After Sonya was arrested and confined in the Jeff Davis County jail, she became friendly with inmate Burtis Taylor, who was due to be released. Shortly before Taylor's release, Sonya drew a map and instructed Taylor to retrieve a pistol from Damon's brother, as well as some magazines and casings that had been hidden in a chicken pen behind her house in Mt. Vernon, to conceal them on another person's property, and then to inform law enforcement so that the other person would be blamed for the murder.

Acting on the information that some gun parts were buried behind Sonya's house, investigators from the Jeff Davis County Sheriff's Office and the GBI searched the area and found several magazines and other gun parts consistent with a Hi-Point brand .45 ACP pistol, as well as a box of Winchester brand .45 ACP caliber cartridges and bullets. Ejected shells found at the scene of Nikki's death, ejected shells found approximately four tenths of a mile down the road, and the bullet fragments retrieved from Nikki's body were all consistent with having been fired from a single, unknown Hi-Point .45 ACP pistol. Damon's brother testified that he received a .45 caliber Hi-Point pistol in exchange for doing repair work on a car, that Damon and Sonya were at his house on the day of the incident, and that he discovered the pistol was missing from his truck after Nikki's death. That pistol was never recovered.

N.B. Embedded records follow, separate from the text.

//! Shared fixtures for the `SQLite` integration tests.

use querykit_core::{params, ConnectionConfig, Database, DatabaseConfig, SqliteBackend};

pub const USERS: [(&str, Option<&str>); 3] = [
    ("alice", Some("alice@example.com")),
    ("bob", None),
    ("carol", Some("carol@example.com")),
];

/// Creates the `{users}` table and inserts [`USERS`].
pub fn seed(db: &mut Database<SqliteBackend>) {
    db.execute(
        "CREATE TABLE {users} (
            id INTEGER PRIMARY KEY,
            name TEXT NOT NULL,
            email TEXT,
            data BLOB
        )",
        &params! {},
    )
    .expect("create users");
    for (name, email) in USERS {
        db.execute(
            "INSERT INTO {users} (name, email) VALUES (:name, :email)",
            &params! { ":name" => name, ":email" => email },
        )
        .expect("insert user");
    }
}

/// An in-memory database holding the seeded `{users}` table.
pub fn users_db(config: DatabaseConfig) -> Database<SqliteBackend> {
    let mut db = Database::open(&ConnectionConfig::in_memory(config)).expect("open");
    seed(&mut db);
    db
}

(a) Damon challenges the sufficiency of the evidence to support his convictions, pointing to an apparent discrepancy between the timeline of events testified to by Jeff Davis County and GBI investigators and notations made in a handwritten log kept by a former Montgomery County Sheriff's Office dispatcher, whom the Bambergs called as a witness. Damon contends that because the evidence against him was "akin to" circumstantial evidence, the State therefore was required to exclude every reasonable hypothesis other than his guilt; and that as shown by the relevant times of entries in the handwritten log, he could not have committed the murder because the log showed that he was at the Montgomery County Sheriff's Office at the time Nikki was killed. He surmises that Nikki must have been killed by an unknown assailant in a "road rage" incident.

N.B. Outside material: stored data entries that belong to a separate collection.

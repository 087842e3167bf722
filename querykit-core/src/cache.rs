//! Per-connection result cache.
//!
//! Results are keyed by the rendered statement and the fetch shape that
//! produced them. Inline statements are keyed by their final text; prepared
//! statements by their SQL plus every typed binding. The first stored result for a key wins and is
//! never invalidated: a cached read stays the same for the life of the
//! [`Database`](crate::Database) even if the underlying rows change.

use std::collections::HashMap;

use crate::executor::ExecutionStats;
use crate::row::{Cell, ColumnFetch, Row};

/// Which fetch operation produced a result.
#[derive(Debug, Clone, Copy, PartialEq, Eq, Hash)]
pub enum FetchShape {
    /// Every row.
    All,
    /// The first row.
    Row,
    /// One column of the first row.
    Scalar(usize),
    /// One column of every row.
    Column(usize),
}

/// Cache key: rendered statement plus fetch shape.
#[derive(Debug, Clone, PartialEq, Eq, Hash)]
pub struct CacheKey {
    /// The inline SQL, or the prepared SQL followed by its typed bindings.
    pub statement: String,
    /// Fetch operation.
    pub shape: FetchShape,
}

impl CacheKey {
    /// Creates a key.
    pub fn new(statement: impl Into<String>, shape: FetchShape) -> Self {
        Self {
            statement: statement.into(),
            shape,
        }
    }
}

/// A cached fetch result.
#[derive(Debug, Clone, PartialEq)]
pub enum CachedResult {
    /// Result of a multi-row fetch.
    Rows(Vec<Row>),
    /// Result of a single-row fetch. `None` when the query matched nothing.
    Row(Option<Row>),
    /// Result of a scalar fetch.
    Scalar(Cell),
    /// Result of a column fetch.
    Column(ColumnFetch),
}

impl CachedResult {
    /// Stats reported when this result is served.
    pub fn stats(&self) -> ExecutionStats {
        match self {
            Self::Rows(rows) => ExecutionStats::of_rows(rows),
            Self::Row(row) => ExecutionStats::of_row(row.as_ref()),
            Self::Scalar(_) => ExecutionStats::SCALAR,
            Self::Column(fetch) => ExecutionStats::of_column(fetch),
        }
    }
}

/// Map from [`CacheKey`] to the first result stored under it.
#[derive(Debug, Default)]
pub struct StatementCache {
    entries: HashMap<CacheKey, CachedResult>,
}

impl StatementCache {
    /// Creates an empty cache.
    pub fn new() -> Self {
        Self::default()
    }

    /// The result stored under `key`, if any.
    pub fn lookup(&self, key: &CacheKey) -> Option<&CachedResult> {
        self.entries.get(key)
    }

    /// Stores `value` under `key` unless the key is already present.
    ///
    /// Returns `true` if the value was stored.
    pub fn store(&mut self, key: CacheKey, value: CachedResult) -> bool {
        if self.entries.contains_key(&key) {
            return false;
        }
        self.entries.insert(key, value);
        true
    }

    /// Number of cached results.
    pub fn len(&self) -> usize {
        self.entries.len()
    }

    /// Returns `true` if nothing is cached.
    pub fn is_empty(&self) -> bool {
        self.entries.is_empty()
    }
}
//! [`Backend`] over the `querykit-db` `SQLite` wrapper.

use std::collections::VecDeque;
use std::fmt;

use querykit_db::error::SQLITE_MISUSE;
use querykit_db::{escape, open_configured, Connection, Statement, TransactionBehavior};

use crate::backend::Backend;
use crate::binder::BindingMode;
use crate::config::ConnectionConfig;
use crate::error::{ErrorRecord, QueryError, QueryResult};
use crate::row::{Cell, Row};
use crate::value::{ParamType, Scalar};

/// A `SQLite` connection with one statement slot.
///
/// Statements are prepared eagerly, so syntax and schema errors surface at
/// [`prepare`](Backend::prepare). Executing buffers every result row; the
/// fetch methods drain that buffer.
pub struct SqliteBackend {
    conn: Connection,
    statement: Option<Statement>,
    pending: VecDeque<Row>,
    affected: usize,
}

impl SqliteBackend {
    /// Opens the database described by `config`.
    ///
    /// # Errors
    ///
    /// Returns [`QueryError::Connection`] if the file cannot be opened,
    /// configured, or is not a database.
    pub fn connect(config: &ConnectionConfig) -> QueryResult<Self> {
        let conn = open_configured(&config.path, &config.options)
            .map_err(|err| QueryError::Connection(err.into()))?;
        Ok(Self::from_connection(conn))
    }

    /// Wraps an already open connection.
    pub const fn from_connection(conn: Connection) -> Self {
        Self {
            conn,
            statement: None,
            pending: VecDeque::new(),
            affected: 0,
        }
    }

    /// The underlying connection.
    pub const fn connection(&self) -> &Connection {
        &self.conn
    }

    fn statement_mut(&mut self) -> Result<&mut Statement, ErrorRecord> {
        self.statement
            .as_mut()
            .ok_or_else(|| ErrorRecord::new(SQLITE_MISUSE, "no statement prepared"))
    }
}

impl fmt::Debug for SqliteBackend {
    fn fmt(&self, f: &mut fmt::Formatter<'_>) -> fmt::Result {
        f.debug_struct("SqliteBackend")
            .field("statement", &self.statement.as_ref().map(Statement::sql))
            .field("pending", &self.pending.len())
            .field("affected", &self.affected)
            .finish_non_exhaustive()
    }
}

/// Converts an engine value to the `SQLite` value bound for `param_type`.
fn native_value(value: &Scalar, param_type: ParamType) -> querykit_db::Value {
    use querykit_db::Value as Native;

    match (param_type, value) {
        (_, Scalar::Null) | (ParamType::Null, _) => Native::Null,
        (ParamType::Integer, Scalar::Text(text)) => text
            .trim()
            .parse()
            .map_or_else(|_| Native::Text(text.clone()), Native::Integer),
        (ParamType::Boolean, Scalar::Integer(v)) => Native::Integer(i64::from(*v != 0)),
        (ParamType::Boolean, Scalar::Text(text)) => {
            Native::Integer(i64::from(!text.is_empty() && text != "0"))
        }
        (ParamType::String, Scalar::Integer(v)) => Native::Text(v.to_string()),
        (ParamType::String, Scalar::Boolean(v)) => Native::Text(if *v { "1" } else { "0" }.into()),
        (ParamType::LargeObject, Scalar::Text(text)) => Native::Blob(text.as_bytes().to_vec()),
        (_, Scalar::Integer(v)) => Native::Integer(*v),
        (_, Scalar::Boolean(v)) => Native::Integer(i64::from(*v)),
        (_, Scalar::Text(text)) => Native::Text(text.clone()),
    }
}

impl Backend for SqliteBackend {
    fn binding_mode(&self) -> BindingMode {
        BindingMode::Prepared
    }

    fn quote_identifier(&self, name: &str) -> String {
        escape::quote_identifier(name)
    }

    fn escape_string(&self, raw: &str) -> String {
        escape::escape_string(raw)
    }

    fn prepare(&mut self, sql: &str) -> Result<(), ErrorRecord> {
        self.statement = None;
        self.pending.clear();
        self.statement = Some(self.conn.prepare(sql)?);
        Ok(())
    }

    fn bind(
        &mut self,
        key: &str,
        value: &Scalar,
        param_type: ParamType,
    ) -> Result<(), ErrorRecord> {
        let native = native_value(value, param_type);
        self.statement_mut()?.bind(key, native)?;
        Ok(())
    }

    fn execute(&mut self) -> Result<(), ErrorRecord> {
        let statement = self
            .statement
            .as_ref()
            .ok_or_else(|| ErrorRecord::new(SQLITE_MISUSE, "no statement prepared"))?;
        let result = self.conn.run(statement)?;
        self.affected = result.changes();
        let (columns, rows) = result.into_parts();
        self.pending = rows
            .into_iter()
            .map(|values| Row::new(columns.clone(), values.into_iter().map(Cell::from).collect()))
            .collect();
        Ok(())
    }

    fn fetch_row(&mut self) -> Result<Option<Row>, ErrorRecord> {
        Ok(self.pending.pop_front())
    }

    fn fetch_all(&mut self) -> Result<Vec<Row>, ErrorRecord> {
        Ok(self.pending.drain(..).collect())
    }

    fn affected_rows(&self) -> usize {
        self.affected
    }

    fn last_insert_id(&self) -> i64 {
        self.conn.last_insert_rowid()
    }

    fn begin_transaction(&mut self) -> Result<(), ErrorRecord> {
        self.conn.begin(TransactionBehavior::Deferred)?;
        Ok(())
    }

    fn commit(&mut self) -> Result<(), ErrorRecord> {
        self.conn.commit()?;
        Ok(())
    }

    fn rollback(&mut self) -> Result<(), ErrorRecord> {
        self.conn.rollback()?;
        Ok(())
    }
}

Both former OCGA § 24-4-6 and OCGA § 24-14-6 provide: "To warrant a conviction on circumstantial evidence, the proved facts shall not only be consistent with the hypothesis of guilt, but shall exclude every other reasonable hypothesis save that of the guilt of the accused." Here, however, the State presented direct evidence of Damon's guilt, including his statement to a fellow inmate describing in detail how he killed Nikki. See Goins v. State , 306 Ga. 55, 56 (1), 829 S.E.2d 89 (2019) (evidence not wholly circumstantial when it included appellant's confession to former cellmate).

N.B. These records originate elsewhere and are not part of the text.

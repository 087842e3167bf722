//! Error types for the query engine.

use std::fmt;

use thiserror::Error;

/// Result type for engine operations.
pub type QueryResult<T> = Result<T, QueryError>;

/// A native `(code, message)` pair reported by a backend.
#[derive(Debug, Clone, PartialEq, Eq)]
pub struct ErrorRecord {
    /// Backend-specific error code.
    pub code: i32,
    /// Human-readable error message.
    pub message: String,
}

impl ErrorRecord {
    /// Creates a new error record.
    pub fn new(code: i32, message: impl Into<String>) -> Self {
        Self {
            code,
            message: message.into(),
        }
    }
}

impl fmt::Display for ErrorRecord {
    fn fmt(&self, f: &mut fmt::Formatter<'_>) -> fmt::Result {
        write!(f, "[{}] {}", self.code, self.message)
    }
}

impl From<querykit_db::DbError> for ErrorRecord {
    fn from(err: querykit_db::DbError) -> Self {
        Self::new(err.code.0, err.message)
    }
}

/// A requested column that a fetched row does not have.
#[derive(Debug, Clone, Copy, PartialEq, Eq)]
pub struct ShapeError {
    /// Index of the offending row in a multi-row fetch.
    pub row: Option<usize>,
    /// The requested column index.
    pub column: usize,
}

impl fmt::Display for ShapeError {
    fn fmt(&self, f: &mut fmt::Formatter<'_>) -> fmt::Result {
        match self.row {
            Some(row) => write!(f, "column {} is not defined in row {row}", self.column),
            None => write!(f, "column {} is not defined", self.column),
        }
    }
}

/// Errors raised by the engine.
#[derive(Debug, Clone, PartialEq, Eq, Error)]
pub enum QueryError {
    /// The connection could not be established. The instance is unusable.
    #[error("connection error: {0}")]
    Connection(ErrorRecord),

    /// No valid statement is live, or the backend refused a binding.
    #[error("binding error: {0}")]
    Binding(String),

    /// Execution or fetch failed in the backend.
    #[error("backend error: {0}")]
    Backend(ErrorRecord),

    /// A single-row fetch found no row.
    #[error("query returned no rows")]
    NoRows,

    /// A requested column is missing from a row.
    #[error("shape error: {0}")]
    Shape(ShapeError),

    /// Invalid or unreadable configuration.
    #[error("invalid configuration: {0}")]
    Config(String),
}

impl QueryError {
    /// A stable numeric code for the error category.
    pub const fn code(&self) -> u16 {
        match self {
            Self::Connection(_) => 100,
            Self::Binding(_) => 200,
            Self::Backend(_) => 300,
            Self::NoRows => 400,
            Self::Shape(_) => 401,
            Self::Config(_) => 500,
        }
    }

    /// The native backend record behind this error, if there is one.
    pub const fn record(&self) -> Option<&ErrorRecord> {
        match self {
            Self::Connection(record) | Self::Backend(record) => Some(record),
            _ => None,
        }
    }
}

impl From<ErrorRecord> for QueryError {
    fn from(record: ErrorRecord) -> Self {
        Self::Backend(record)
    }
}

Moreover, to the extent that Damon's convictions did depend upon circumstantial evidence, "this evidence need not exclude every conceivable inference or hypothesis; it must rule out only those that are reasonable. And it is principally for the jury to determine whether an alternative hypothesis is reasonable." (Citations and punctuation omitted.) Id. Here, while the entries in the handwritten log appear inconsistent with the timeline established by the testimony of witnesses from the Jeff Davis County Sheriff's Office and the GBI, the evidence presented at trial showed that the log contained numerous errors and omissions with respect to other events occurring on the night of the shooting and the timing of those events. For example, on cross-examination, the dispatcher acknowledged that "there was a lot of stuff going on ... but it might not have all got recorded," and that if the times entered in his log were not consistent with those of the Jeff Davis County Sheriff's Office, they "would be incorrect." Moreover,

it was for the jury to determine the credibility of the witnesses and to resolve any conflicts or inconsistencies in the evidence. Likewise, it was for the jury to decide whether the defense theory that [an unknown assailant] was the killer was reasonable and not excluded by the other evidence. ...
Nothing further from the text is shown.